Segment Start: INPUT RECORDS

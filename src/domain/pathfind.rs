// Waypoint pathfinding around static obstacles.
//
// Movement orders go through `find_path`: direct line when nothing is in the
// way, otherwise A* over a coarse walkability grid followed by string-pulling
// so units cut corners instead of hugging grid cells.

use super::content::MapConfig;
use super::math::{Vec2, blocked_by_obstacles};
use std::cmp::Reverse;
use std::collections::BinaryHeap;

/// Grid cell edge length. Coarse on purpose: obstacles in content are large
/// and the per-tick collision pass catches everything finer.
const CELL: f32 = 50.0;
/// Sampling step for line-of-sight tests.
const LOS_STEP: f32 = 25.0;

/// True when a unit of `radius` can walk the straight segment `a -> b`.
pub fn line_of_sight(map: &MapConfig, a: Vec2, b: Vec2, radius: f32) -> bool {
    let dist = a.distance(b);
    if dist <= f32::EPSILON {
        return true;
    }
    let steps = (dist / LOS_STEP).ceil() as usize;
    let dir = a.direction_to(b);
    for i in 1..=steps {
        let p = if i == steps {
            b
        } else {
            a.add(dir.scale(LOS_STEP * i as f32))
        };
        if blocked_by_obstacles(&map.obstacles, p, radius) {
            return false;
        }
    }
    true
}

/// Waypoint path from `from` to `to`, excluding `from`, ending at `to`.
///
/// Falls back to the straight line when the goal is unreachable on the grid;
/// the collision pass then stops the unit at the obstacle edge.
pub fn find_path(map: &MapConfig, from: Vec2, to: Vec2, radius: f32) -> Vec<Vec2> {
    let to = map.bounds.clamp(to);
    if line_of_sight(map, from, to, radius) {
        return vec![to];
    }

    let Some(cells) = grid_search(map, from, to, radius) else {
        return vec![to];
    };

    simplify(map, from, cells, to, radius)
}

fn cols(map: &MapConfig) -> i32 {
    ((map.bounds.max.x - map.bounds.min.x) / CELL).ceil() as i32
}

fn rows(map: &MapConfig) -> i32 {
    ((map.bounds.max.z - map.bounds.min.z) / CELL).ceil() as i32
}

fn cell_of(map: &MapConfig, p: Vec2) -> (i32, i32) {
    (
        ((p.x - map.bounds.min.x) / CELL) as i32,
        ((p.z - map.bounds.min.z) / CELL) as i32,
    )
}

fn cell_center(map: &MapConfig, c: (i32, i32)) -> Vec2 {
    Vec2::new(
        map.bounds.min.x + (c.0 as f32 + 0.5) * CELL,
        map.bounds.min.z + (c.1 as f32 + 0.5) * CELL,
    )
}

fn walkable(map: &MapConfig, c: (i32, i32), radius: f32) -> bool {
    c.0 >= 0
        && c.1 >= 0
        && c.0 < cols(map)
        && c.1 < rows(map)
        && !blocked_by_obstacles(&map.obstacles, cell_center(map, c), radius)
}

/// A* over grid cells; returns the cell chain from start (exclusive) to the
/// goal cell (inclusive), or None when no route exists.
fn grid_search(map: &MapConfig, from: Vec2, to: Vec2, radius: f32) -> Option<Vec<(i32, i32)>> {
    let start = cell_of(map, from);
    let goal = cell_of(map, to);
    let w = cols(map);
    let h = rows(map);
    let idx = |c: (i32, i32)| (c.1 * w + c.0) as usize;

    let mut open: BinaryHeap<Reverse<(u32, (i32, i32))>> = BinaryHeap::new();
    let mut cost = vec![u32::MAX; (w * h) as usize];
    let mut came: Vec<Option<(i32, i32)>> = vec![None; (w * h) as usize];

    let heuristic = |c: (i32, i32)| -> u32 {
        let dx = (c.0 - goal.0).unsigned_abs();
        let dz = (c.1 - goal.1).unsigned_abs();
        // Octile distance scaled by 10 to stay in integers.
        let (lo, hi) = if dx < dz { (dx, dz) } else { (dz, dx) };
        lo * 14 + (hi - lo) * 10
    };

    cost[idx(start)] = 0;
    open.push(Reverse((heuristic(start), start)));

    const DIRS: [(i32, i32); 8] = [
        (1, 0),
        (-1, 0),
        (0, 1),
        (0, -1),
        (1, 1),
        (1, -1),
        (-1, 1),
        (-1, -1),
    ];

    while let Some(Reverse((_, current))) = open.pop() {
        if current == goal {
            let mut chain = vec![current];
            let mut c = current;
            while let Some(prev) = came[idx(c)] {
                if prev == start {
                    break;
                }
                chain.push(prev);
                c = prev;
            }
            chain.reverse();
            return Some(chain);
        }

        for (dx, dz) in DIRS {
            let next = (current.0 + dx, current.1 + dz);
            if !walkable(map, next, radius) {
                continue;
            }
            // Diagonal steps must not cut a blocked corner.
            if dx != 0 && dz != 0 {
                if !walkable(map, (current.0 + dx, current.1), radius)
                    || !walkable(map, (current.0, current.1 + dz), radius)
                {
                    continue;
                }
            }
            let step = if dx != 0 && dz != 0 { 14 } else { 10 };
            let next_cost = cost[idx(current)].saturating_add(step);
            if next_cost < cost[idx(next)] {
                cost[idx(next)] = next_cost;
                came[idx(next)] = Some(current);
                open.push(Reverse((next_cost + heuristic(next), next)));
            }
        }
    }

    None
}

/// String-pulling: drop every waypoint that keeps line of sight to the one
/// after it, then terminate the path at the exact requested point.
fn simplify(
    map: &MapConfig,
    from: Vec2,
    cells: Vec<(i32, i32)>,
    to: Vec2,
    radius: f32,
) -> Vec<Vec2> {
    let mut points: Vec<Vec2> = cells.iter().map(|&c| cell_center(map, c)).collect();
    points.push(to);

    let mut out = Vec::new();
    let mut anchor = from;
    let mut i = 0;
    while i < points.len() {
        // Furthest point still visible from the anchor.
        let mut furthest = i;
        for (j, &p) in points.iter().enumerate().skip(i + 1) {
            if line_of_sight(map, anchor, p, radius) {
                furthest = j;
            }
        }
        anchor = points[furthest];
        out.push(anchor);
        i = furthest + 1;
    }

    if out.last() != Some(&to) {
        out.push(to);
    }
    out
}
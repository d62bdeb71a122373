// Server-side controllers for non-player units: tower target selection, lane
// creep aggro, and jungle monster leashing. Runs before combat each tick so
// the targets it picks are acted on in the same tick.

use crate::domain::content::ContentDb;
use crate::domain::entities::{PlayerId, Team, UnitRef};
use crate::domain::math::Vec2;
use crate::domain::store::EntityStore;

pub fn run(store: &mut EntityStore, content: &ContentDb) {
    towers(store);
    creeps(store, content);
    monsters(store, content);
}

/// Towers hold their target while it stays valid and in range, preferring
/// creeps over heroes when acquiring a new one.
fn towers(store: &mut EntityStore) {
    for i in 0..store.towers.len() {
        let t = &store.towers[i];
        if !t.alive {
            continue;
        }
        if let Some(current) = t.target {
            if target_valid(store, current, t.team, t.pos, t.stats.attack_range) {
                continue;
            }
        }

        let team = t.team;
        let pos = t.pos;
        let range = t.stats.attack_range;
        let picked = nearest_enemy_creep(store, team, pos, range)
            .or_else(|| nearest_enemy_hero(store, team, pos, range));
        store.towers[i].target = picked;
    }
}

/// Lane creeps fight whatever is closest inside their aggro radius, with
/// enemy creeps outranking towers outranking heroes. With nothing in range
/// they march their lane waypoints.
fn creeps(store: &mut EntityStore, content: &ContentDb) {
    let aggro = content.rules.creep_aggro_radius;
    for i in 0..store.creeps.len() {
        let c = &store.creeps[i];
        if !c.alive {
            continue;
        }
        if let Some(current) = c.target {
            if target_valid(store, current, c.team, c.pos, aggro) {
                continue;
            }
        }

        let team = c.team;
        let pos = c.pos;
        let picked = nearest_enemy_creep(store, team, pos, aggro)
            .or_else(|| nearest_enemy_tower(store, team, pos, aggro))
            .or_else(|| nearest_enemy_hero(store, team, pos, aggro));

        let c = &mut store.creeps[i];
        c.target = picked;
        if picked.is_none() && c.move_target.is_none() {
            let lane_points = content.map.lane(c.lane).for_team(c.team);
            if let Some(&wp) = lane_points.get(c.waypoint_index) {
                c.move_target = Some(wp);
            }
        }
    }
}

/// Jungle monsters aggro a nearby hero, leash back to their spawn anchor when
/// dragged too far, and heal to full on arriving home.
fn monsters(store: &mut EntityStore, content: &ContentDb) {
    let rules = &content.rules;
    for i in 0..store.monsters.len() {
        let m = &store.monsters[i];
        if !m.alive {
            continue;
        }

        if m.resetting {
            if m.pos.distance(m.spawn_anchor) <= rules.player_arrival_threshold {
                let m = &mut store.monsters[i];
                m.resetting = false;
                m.health = m.max_health;
                m.buffs.clear();
            }
            continue;
        }

        // Drop aggro on dead or vanished targets; leash when the target is
        // dragged past the leash radius measured from the spawn anchor.
        if let Some(target) = m.aggro_target {
            let anchor = m.spawn_anchor;
            let target_pos = store.player(target).filter(|p| p.alive).map(|p| p.pos);
            match target_pos {
                Some(tp) => {
                    if tp.distance(anchor) > rules.monster_leash_radius {
                        let m = &mut store.monsters[i];
                        m.resetting = true;
                        m.aggro_target = None;
                    }
                    continue;
                }
                None => store.monsters[i].aggro_target = None,
            }
        }

        let pos = store.monsters[i].pos;
        store.monsters[i].aggro_target =
            nearest_player(store, pos, rules.monster_aggro_radius, None);
    }
}

fn target_valid(store: &EntityStore, target: UnitRef, my_team: Team, pos: Vec2, range: f32) -> bool {
    match store.view(target) {
        Some(v) => {
            v.alive && !v.untargetable && v.team != Some(my_team) && pos.distance(v.pos) <= range
        }
        None => false,
    }
}

fn nearest_enemy_creep(store: &EntityStore, team: Team, pos: Vec2, range: f32) -> Option<UnitRef> {
    store
        .creeps
        .iter()
        .filter(|c| c.alive && c.team != team && pos.distance(c.pos) <= range)
        .min_by(|a, b| pos.distance(a.pos).total_cmp(&pos.distance(b.pos)))
        .map(|c| UnitRef::Creep(c.id))
}

fn nearest_enemy_tower(store: &EntityStore, team: Team, pos: Vec2, range: f32) -> Option<UnitRef> {
    store
        .towers
        .iter()
        .filter(|t| t.alive && t.team != team && pos.distance(t.pos) <= range)
        .min_by(|a, b| pos.distance(a.pos).total_cmp(&pos.distance(b.pos)))
        .map(|t| UnitRef::Tower(t.id))
}

fn nearest_enemy_hero(store: &EntityStore, team: Team, pos: Vec2, range: f32) -> Option<UnitRef> {
    store
        .players
        .iter()
        .filter(|p| {
            p.alive
                && p.team != team
                && pos.distance(p.pos) <= range
                && store
                    .view(UnitRef::Player(p.id))
                    .is_some_and(|v| !v.untargetable)
        })
        .min_by(|a, b| pos.distance(a.pos).total_cmp(&pos.distance(b.pos)))
        .map(|p| UnitRef::Player(p.id))
}

fn nearest_player(
    store: &EntityStore,
    pos: Vec2,
    range: f32,
    team: Option<Team>,
) -> Option<PlayerId> {
    store
        .players
        .iter()
        .filter(|p| p.alive && team.is_none_or(|t| p.team == t) && pos.distance(p.pos) <= range)
        .min_by(|a, b| pos.distance(a.pos).total_cmp(&pos.distance(b.pos)))
        .map(|p| p.id)
}

#[cfg(test)]
mod tests {
    use super::*;
    use crate::domain::entities::{Creep, CreepId, CreepKind, Lane, Player, Team};

    fn hero_at(id: u64, team: Team, pos: Vec2) -> Player {
        let content = ContentDb::builtin();
        let def = &content.heroes[0];
        let mut p = Player::from_roster(PlayerId(id), format!("p{id}"), team, false);
        p.stats = def.stats;
        p.max_health = def.health;
        p.health = def.health;
        p.alive = true;
        p.pos = pos;
        p
    }

    fn creep_at(store: &mut EntityStore, content: &ContentDb, team: Team, pos: Vec2) -> CreepId {
        let base = content.map.creep_stats(CreepKind::Melee);
        store.add_creep(|id| Creep {
            id,
            team,
            kind: CreepKind::Melee,
            lane: Lane::Mid,
            pos,
            rot: 0.0,
            move_target: None,
            waypoint_index: 0,
            health: base.health,
            max_health: base.health,
            stats: base.combat(),
            attack_cooldown: 0.0,
            gold_bounty: base.gold_bounty,
            xp_bounty: base.xp_bounty,
            target: None,
            buffs: Vec::new(),
            visible_to: crate::domain::entities::Visibility::all(),
            alive: true,
            despawn_at: None,
        })
    }

    #[test]
    fn tower_prefers_creep_over_hero() {
        let content = ContentDb::builtin();
        let mut store = EntityStore::new();
        let spawn = &content.map.towers[0];
        store.add_tower(|id| crate::domain::entities::Tower {
            id,
            team: Team::Radiant,
            lane: spawn.lane,
            tier: spawn.tier,
            pos: Vec2::new(1000.0, 1000.0),
            health: content.map.tower_health,
            max_health: content.map.tower_health,
            stats: content.map.tower_combat_stats(),
            attack_cooldown: 0.0,
            target: None,
            under_attack: false,
            alive: true,
        });
        // Hero closer than the creep; the creep still wins.
        store.add_player(hero_at(1, Team::Dire, Vec2::new(1050.0, 1000.0)));
        let creep = creep_at(&mut store, &content, Team::Dire, Vec2::new(1200.0, 1000.0));

        run(&mut store, &content);
        assert_eq!(store.towers[0].target, Some(UnitRef::Creep(creep)));
    }

    #[test]
    fn creep_with_no_enemies_marches_its_lane() {
        let content = ContentDb::builtin();
        let mut store = EntityStore::new();
        let first_wp = content.map.lane(Lane::Mid).for_team(Team::Radiant)[0];
        creep_at(&mut store, &content, Team::Radiant, Vec2::new(200.0, 200.0));

        run(&mut store, &content);
        assert_eq!(store.creeps[0].target, None);
        assert_eq!(store.creeps[0].move_target, Some(first_wp));
    }

    #[test]
    fn creep_aggros_enemy_creep_inside_radius() {
        let content = ContentDb::builtin();
        let mut store = EntityStore::new();
        creep_at(&mut store, &content, Team::Radiant, Vec2::new(1000.0, 1000.0));
        let enemy = creep_at(&mut store, &content, Team::Dire, Vec2::new(1150.0, 1000.0));
        // Enemy hero also in radius but outranked.
        store.add_player(hero_at(1, Team::Dire, Vec2::new(1100.0, 1000.0)));

        run(&mut store, &content);
        assert_eq!(store.creeps[0].target, Some(UnitRef::Creep(enemy)));
    }

    #[test]
    fn leashed_monster_resets_and_heals_at_home() {
        let content = ContentDb::builtin();
        let mut store = EntityStore::new();
        let camp = &content.map.camps[0];
        let monster = &camp.monsters[0];
        let base = content.map.monster_stats(monster.kind);
        let camp_id = store.add_camp(|id| crate::domain::entities::JungleCamp {
            id,
            tier: camp.tier,
            affinity: camp.affinity,
            pos: camp.pos,
            cleared: false,
            respawn_in: 0.0,
        });
        let anchor = Vec2::new(1000.0, 1000.0);
        store.add_monster(|id| crate::domain::entities::JungleMonster {
            id,
            camp: camp_id,
            kind: monster.kind,
            pos: anchor.add(Vec2::new(100.0, 0.0)),
            rot: 0.0,
            spawn_anchor: anchor,
            health: base.health / 2,
            max_health: base.health,
            stats: base.combat(),
            attack_cooldown: 0.0,
            gold_bounty: base.gold_bounty,
            xp_bounty: base.xp_bounty,
            aggro_target: Some(PlayerId(9)),
            resetting: false,
            buffs: Vec::new(),
            visible_to: crate::domain::entities::Visibility::all(),
            alive: true,
            despawn_at: None,
        });
        // The target kites just past the leash radius while the monster is
        // still near home; the reset must trigger on the next pass.
        let leash = content.rules.monster_leash_radius;
        store.add_player(hero_at(9, Team::Dire, anchor.add(Vec2::new(leash + 100.0, 0.0))));

        run(&mut store, &content);
        assert!(store.monsters[0].resetting);
        assert_eq!(store.monsters[0].aggro_target, None);

        // Arrive home and recover.
        store.monsters[0].pos = anchor;
        run(&mut store, &content);
        assert!(!store.monsters[0].resetting);
        assert_eq!(store.monsters[0].health, store.monsters[0].max_health);
    }

    #[test]
    fn monster_keeps_chasing_a_target_inside_the_leash() {
        let content = ContentDb::builtin();
        let mut store = EntityStore::new();
        let camp = &content.map.camps[0];
        let monster = &camp.monsters[0];
        let base = content.map.monster_stats(monster.kind);
        let camp_id = store.add_camp(|id| crate::domain::entities::JungleCamp {
            id,
            tier: camp.tier,
            affinity: camp.affinity,
            pos: camp.pos,
            cleared: false,
            respawn_in: 0.0,
        });
        let anchor = Vec2::new(1000.0, 1000.0);
        store.add_monster(|id| crate::domain::entities::JungleMonster {
            id,
            camp: camp_id,
            kind: monster.kind,
            pos: anchor.add(Vec2::new(100.0, 0.0)),
            rot: 0.0,
            spawn_anchor: anchor,
            health: base.health,
            max_health: base.health,
            stats: base.combat(),
            attack_cooldown: 0.0,
            gold_bounty: base.gold_bounty,
            xp_bounty: base.xp_bounty,
            aggro_target: Some(PlayerId(9)),
            resetting: false,
            buffs: Vec::new(),
            visible_to: crate::domain::entities::Visibility::all(),
            alive: true,
            despawn_at: None,
        });
        let leash = content.rules.monster_leash_radius;
        store.add_player(hero_at(9, Team::Dire, anchor.add(Vec2::new(leash - 100.0, 0.0))));

        run(&mut store, &content);
        assert!(!store.monsters[0].resetting);
        assert_eq!(store.monsters[0].aggro_target, Some(PlayerId(9)));
    }

    #[test]
    fn idle_monster_aggros_a_nearby_hero() {
        let content = ContentDb::builtin();
        let mut store = EntityStore::new();
        let camp = &content.map.camps[0];
        let monster = &camp.monsters[0];
        let base = content.map.monster_stats(monster.kind);
        let camp_id = store.add_camp(|id| crate::domain::entities::JungleCamp {
            id,
            tier: camp.tier,
            affinity: camp.affinity,
            pos: camp.pos,
            cleared: false,
            respawn_in: 0.0,
        });
        let anchor = Vec2::new(1000.0, 1000.0);
        store.add_monster(|id| crate::domain::entities::JungleMonster {
            id,
            camp: camp_id,
            kind: monster.kind,
            pos: anchor,
            rot: 0.0,
            spawn_anchor: anchor,
            health: base.health,
            max_health: base.health,
            stats: base.combat(),
            attack_cooldown: 0.0,
            gold_bounty: base.gold_bounty,
            xp_bounty: base.xp_bounty,
            aggro_target: None,
            resetting: false,
            buffs: Vec::new(),
            visible_to: crate::domain::entities::Visibility::all(),
            alive: true,
            despawn_at: None,
        });
        store.add_player(hero_at(1, Team::Radiant, anchor.add(Vec2::new(100.0, 0.0))));

        run(&mut store, &content);
        assert_eq!(store.monsters[0].aggro_target, Some(PlayerId(1)));
    }
}
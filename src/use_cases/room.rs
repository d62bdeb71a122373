// Room orchestration: one room per match, each owning a world task and the
// channel fan-out connections subscribe to.

use crate::use_cases::game::match_task;
use crate::use_cases::types::WorldSnapshot;
use crate::domain::content::ContentDb;
use crate::domain::entities::{PlayerId, Team};
use crate::domain::world::{Command, Event, MatchPhase, RosterEntry, World};
use axum::extract::ws::Utf8Bytes;
use std::collections::HashMap;
use std::sync::Arc;
use std::time::Duration;
use tokio::sync::{broadcast, mpsc, watch, Notify, RwLock};

/// Shared configuration for spawning room worlds.
#[derive(Debug, Clone)]
pub struct RoomSettings {
    /// Capacity for inbound player commands.
    pub command_channel_capacity: usize,
    /// Capacity for broadcast events and serialized snapshots.
    pub broadcast_capacity: usize,
    /// Fixed tick interval for the match loop.
    pub tick_interval: Duration,
}

/// Errors returned by room registry operations.
#[derive(Debug)]
pub enum RoomError {
    /// Room already exists and cannot be re-created.
    AlreadyExists,
    /// A roster must contain at least one human slot.
    EmptyRoster,
}

/// Serialized snapshot fan-out for one team's view of the match.
#[derive(Clone)]
pub struct TeamFeed {
    /// Broadcast sender for serialized per-tick snapshots.
    pub bytes_tx: broadcast::Sender<Utf8Bytes>,
    /// Watch sender holding the latest serialized snapshot, used to resync
    /// lagged receivers.
    pub latest_tx: watch::Sender<Utf8Bytes>,
}

/// Per-room channels and roster access.
#[derive(Clone)]
pub struct RoomHandle {
    /// Identifier clients use to target this room.
    pub room_id: Arc<str>,
    /// Slots fixed at creation; connections bind to one of these.
    pub roster: Arc<Vec<RosterEntry>>,
    /// Sender for commands into the room's match task.
    pub command_tx: mpsc::Sender<Command>,
    /// Broadcast sender for match events.
    pub event_tx: broadcast::Sender<Event>,
    /// Watch sender holding the latest raw snapshot.
    pub snapshot_tx: watch::Sender<Arc<WorldSnapshot>>,
    /// Watch sender for match phase changes.
    pub phase_tx: watch::Sender<MatchPhase>,
    radiant_feed: TeamFeed,
    dire_feed: TeamFeed,
    /// Signals the match task (and per-room helpers) to stop.
    pub shutdown: Arc<Notify>,
    connections: Arc<RwLock<HashMap<PlayerId, ConnEntry>>>,
    next_conn: Arc<std::sync::atomic::AtomicU64>,
}

struct ConnEntry {
    token: u64,
    replaced: Arc<Notify>,
}

impl RoomHandle {
    pub fn feed(&self, team: Team) -> &TeamFeed {
        match team {
            Team::Radiant => &self.radiant_feed,
            Team::Dire => &self.dire_feed,
        }
    }

    pub fn roster_entry(&self, player: PlayerId) -> Option<&RosterEntry> {
        self.roster.iter().find(|e| e.id == player)
    }

    /// Claim the connection slot for `player`, kicking any previous socket.
    ///
    /// Returns the new connection's ownership token and the notify that fires
    /// if a later connection takes the slot over.
    pub async fn register_or_replace_connection(&self, player: PlayerId) -> (u64, Arc<Notify>) {
        let token = self
            .next_conn
            .fetch_add(1, std::sync::atomic::Ordering::Relaxed);
        let replaced = Arc::new(Notify::new());
        let mut conns = self.connections.write().await;
        if let Some(old) = conns.insert(
            player,
            ConnEntry {
                token,
                replaced: replaced.clone(),
            },
        ) {
            old.replaced.notify_waiters();
        }
        (token, replaced)
    }

    /// Release the slot, but only if `token` still owns it. Returns whether
    /// this connection was the current one.
    pub async fn unregister_connection(&self, player: PlayerId, token: u64) -> bool {
        let mut conns = self.connections.write().await;
        match conns.get(&player) {
            Some(entry) if entry.token == token => {
                conns.remove(&player);
                true
            }
            _ => false,
        }
    }
}

/// Thread-safe registry for active rooms.
pub struct RoomRegistry {
    settings: RoomSettings,
    content: Arc<ContentDb>,
    rooms: RwLock<HashMap<String, RoomHandle>>,
}

impl RoomRegistry {
    pub fn new(settings: RoomSettings, content: Arc<ContentDb>) -> Self {
        Self {
            settings,
            content,
            rooms: RwLock::new(HashMap::new()),
        }
    }

    /// Creates a new room and spawns its match task.
    pub async fn create_room(
        &self,
        room_id: String,
        roster: Vec<RosterEntry>,
    ) -> Result<RoomHandle, RoomError> {
        if !roster.iter().any(|e| !e.is_bot) {
            return Err(RoomError::EmptyRoster);
        }
        let mut rooms = self.rooms.write().await;
        if rooms.contains_key(&room_id) {
            return Err(RoomError::AlreadyExists);
        }

        // Channel wiring for the room's match loop.
        let (command_tx, command_rx) =
            mpsc::channel::<Command>(self.settings.command_channel_capacity);
        let (event_tx, _event_rx) = broadcast::channel::<Event>(self.settings.broadcast_capacity);
        let initial = Arc::new(WorldSnapshot::capture(&World::new(
            self.content.clone(),
            roster.clone(),
        )));
        let (snapshot_tx, _snapshot_rx) = watch::channel(initial);
        let (phase_tx, _phase_rx) = watch::channel(MatchPhase::Waiting);
        let radiant_feed = team_feed(self.settings.broadcast_capacity);
        let dire_feed = team_feed(self.settings.broadcast_capacity);
        let shutdown = Arc::new(Notify::new());

        // Spawn the authoritative match loop for this room.
        tokio::spawn(match_task(
            command_rx,
            event_tx.clone(),
            snapshot_tx.clone(),
            phase_tx.clone(),
            self.content.clone(),
            roster.clone(),
            self.settings.tick_interval,
            shutdown.clone(),
        ));

        let room = RoomHandle {
            room_id: Arc::from(room_id.clone()),
            roster: Arc::new(roster),
            command_tx,
            event_tx,
            snapshot_tx,
            phase_tx,
            radiant_feed,
            dire_feed,
            shutdown,
            connections: Arc::new(RwLock::new(HashMap::new())),
            next_conn: Arc::new(std::sync::atomic::AtomicU64::new(1)),
        };

        rooms.insert(room_id, room.clone());
        Ok(room)
    }

    /// Returns a room handle for the provided id, if it exists.
    pub async fn get_room(&self, room_id: &str) -> Option<RoomHandle> {
        let rooms = self.rooms.read().await;
        rooms.get(room_id).cloned()
    }

    /// Drops the room and stops its match task.
    pub async fn remove_room(&self, room_id: &str) {
        let mut rooms = self.rooms.write().await;
        if let Some(room) = rooms.remove(room_id) {
            room.shutdown.notify_waiters();
        }
    }
}

fn team_feed(capacity: usize) -> TeamFeed {
    let (bytes_tx, _bytes_rx) = broadcast::channel::<Utf8Bytes>(capacity);
    let (latest_tx, _latest_rx) = watch::channel::<Utf8Bytes>(Utf8Bytes::from(""));
    TeamFeed {
        bytes_tx,
        latest_tx,
    }
}

#[cfg(test)]
mod tests {
    use super::*;

    fn settings() -> RoomSettings {
        RoomSettings {
            command_channel_capacity: 16,
            broadcast_capacity: 16,
            tick_interval: Duration::from_millis(50),
        }
    }

    fn roster() -> Vec<RosterEntry> {
        vec![RosterEntry {
            id: PlayerId(7),
            name: "tester".into(),
            team: Team::Radiant,
            is_bot: false,
        }]
    }

    #[tokio::test]
    async fn duplicate_room_ids_are_rejected() {
        let registry = RoomRegistry::new(settings(), Arc::new(ContentDb::builtin()));
        registry
            .create_room("match-1".into(), roster())
            .await
            .unwrap();
        let err = registry.create_room("match-1".into(), roster()).await;
        assert!(matches!(err, Err(RoomError::AlreadyExists)));
    }

    #[tokio::test]
    async fn all_bot_rosters_are_rejected() {
        let registry = RoomRegistry::new(settings(), Arc::new(ContentDb::builtin()));
        let err = registry
            .create_room(
                "match-1".into(),
                vec![RosterEntry {
                    id: PlayerId(1),
                    name: "bot".into(),
                    team: Team::Dire,
                    is_bot: true,
                }],
            )
            .await;
        assert!(matches!(err, Err(RoomError::EmptyRoster)));
    }

    #[tokio::test]
    async fn a_second_connection_replaces_the_first() {
        let registry = RoomRegistry::new(settings(), Arc::new(ContentDb::builtin()));
        let room = registry
            .create_room("match-1".into(), roster())
            .await
            .unwrap();

        let (first_token, first_replaced) =
            room.register_or_replace_connection(PlayerId(7)).await;
        let mut replaced = std::pin::pin!(first_replaced.notified());
        replaced.as_mut().enable();
        let (second_token, _second_replaced) =
            room.register_or_replace_connection(PlayerId(7)).await;
        replaced.await;

        assert_ne!(first_token, second_token);
        // The old socket's cleanup must not evict the new owner.
        assert!(!room.unregister_connection(PlayerId(7), first_token).await);
        assert!(room.unregister_connection(PlayerId(7), second_token).await);
    }
}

Segment End: INPUT RECORDS

**WHAT IS EXPECTED**. Could you transcribe the entries above word for word, from the line with "if prev == start" down to the line with "if out.last() != Some(&to)", keeping both?

**TASK RESPONSE**.
                if prev == start {
                    break;
                }
                chain.push(prev);
                c = prev;
            }
            chain.reverse();
            return Some(chain);
        }

        for (dx, dz) in DIRS {
            let next = (current.0 + dx, current.1 + dz);
            if !walkable(map, next, radius) {
                continue;
            }
            // Diagonal steps must not cut a blocked corner.
            if dx != 0 && dz != 0 {
                if !walkable(map, (current.0 + dx, current.1), radius)
                    || !walkable(map, (current.0, current.1 + dz), radius)
                {
                    continue;
                }
            }
            let step = if dx != 0 && dz != 0 { 14 } else { 10 };
            let next_cost = cost[idx(current)].saturating_add(step);
            if next_cost < cost[idx(next)] {
                cost[idx(next)] = next_cost;
                came[idx(next)] = Some(current);
                open.push(Reverse((next_cost + heuristic(next), next)));
            }
        }
    }

    None
}

/// String-pulling: drop every waypoint that keeps line of sight to the one
/// after it, then terminate the path at the exact requested point.
fn simplify(
    map: &MapConfig,
    from: Vec2,
    cells: Vec<(i32, i32)>,
    to: Vec2,
    radius: f32,
) -> Vec<Vec2> {
    let mut points: Vec<Vec2> = cells.iter().map(|&c| cell_center(map, c)).collect();
    points.push(to);

    let mut out = Vec::new();
    let mut anchor = from;
    let mut i = 0;
    while i < points.len() {
        // Furthest point still visible from the anchor.
        let mut furthest = i;
        for (j, &p) in points.iter().enumerate().skip(i + 1) {
            if line_of_sight(map, anchor, p, radius) {
                furthest = j;
            }
        }
        anchor = points[furthest];
        out.push(anchor);
        i = furthest + 1;
    }

    if out.last() != Some(&to) {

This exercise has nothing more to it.